Charles E. Weed failed to file with the Commission on a timely basis two reports
relating to three transactions, which reports have been subsequently filed.
Robert Schneider failed to file with the Commission on a timely basis one report
relating to one transaction, which report has been subsequently filed.

         Each of the Company's executive officers and directors (other than Paul
Lubomirski) failed to file with the Commission on a timely basis their annual
statements, which statements will be subsequently filed.



                                      -11-

<PAGE>   15





                                  OTHER MATTERS

         The accompanying proxy is being solicited on behalf of the Board of
Directors of the Company. The expense of preparing, printing and mailing the
form of proxy and the material used in the solicitation thereof will be borne by
the Company.

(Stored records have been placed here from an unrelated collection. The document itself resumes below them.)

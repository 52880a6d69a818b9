use std::fmt;

/// The result type used across the crate.
pub type Result<T> = std::result::Result<T, ModelError>;

/// Errors produced by the validation gate that runs before any numeric work.
///
/// The variants fall into three groups: a malformed check specification
/// (always a caller bug), a violated shape contract, and label or categorical
/// values outside their domain.
#[derive(Debug, Clone, PartialEq)]
pub enum ModelError {
    /// A shape specification and the supplied argument list differ in length.
    ArgumentCount {
        /// Number of arguments the specification describes.
        expected: usize,
        /// Number of arguments actually supplied.
        got: usize,
    },

    /// An array has the wrong number of dimensions.
    Rank { expected: usize, got: usize },

    /// Two occurrences of the same dimension label bind to different sizes.
    DimensionMismatch {
        /// The label shared by the disagreeing arguments.
        label: char,
        /// Size bound on first occurrence.
        first: usize,
        /// Size observed afterwards.
        second: usize,
    },

    /// A scalar was required but an array was supplied.
    ScalarExpected,

    /// Values expected to be integers carry a fractional part.
    FractionalValues(&'static str),

    /// Values expected to be non-negative are negative.
    NegativeValues(&'static str),

    /// A label exceeds the permitted class range.
    LabelRange {
        /// Largest label the class count permits.
        max: i32,
        /// The violating label.
        got: i32,
    },
}

impl fmt::Display for ModelError {
    fn fmt(&self, f: &mut fmt::Formatter<'_>) -> fmt::Result {
        match self {
            ModelError::ArgumentCount { expected, got } => {
                write!(f, "not enough arguments (expected {expected}, got {got})")
            }
            ModelError::Rank { expected, got } => {
                write!(
                    f,
                    "expected an array of {expected} dimensions ({got} dimensions found)"
                )
            }
            ModelError::DimensionMismatch { label, first, second } => {
                write!(
                    f,
                    "dimensions do not agree for '{label}' (got {first} and {second})"
                )
            }
            ModelError::ScalarExpected => write!(f, "scalar value expected"),
            ModelError::FractionalValues(what) => write!(f, "{what} must be integers"),
            ModelError::NegativeValues(what) => write!(f, "{what} cannot be negative"),
            ModelError::LabelRange { max, got } => {
                write!(f, "invalid labels (maximum is {max}, got {got})")
            }
        }
    }
}

impl std::error::Error for ModelError {}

In addition to the use of the mails, proxies may be solicited by
personal interview, telephone and telegram by directors, officers and employees
of the Company. Arrangements have also been made with brokerage houses, banks
and other custodians, nominees and fiduciaries for the forwarding of soliciting
materials to the beneficial owners of Common Stock held of record by such
persons, and the Company will reimburse them for reasonable out-of-pocket
expenses incurred by them in connection therewith.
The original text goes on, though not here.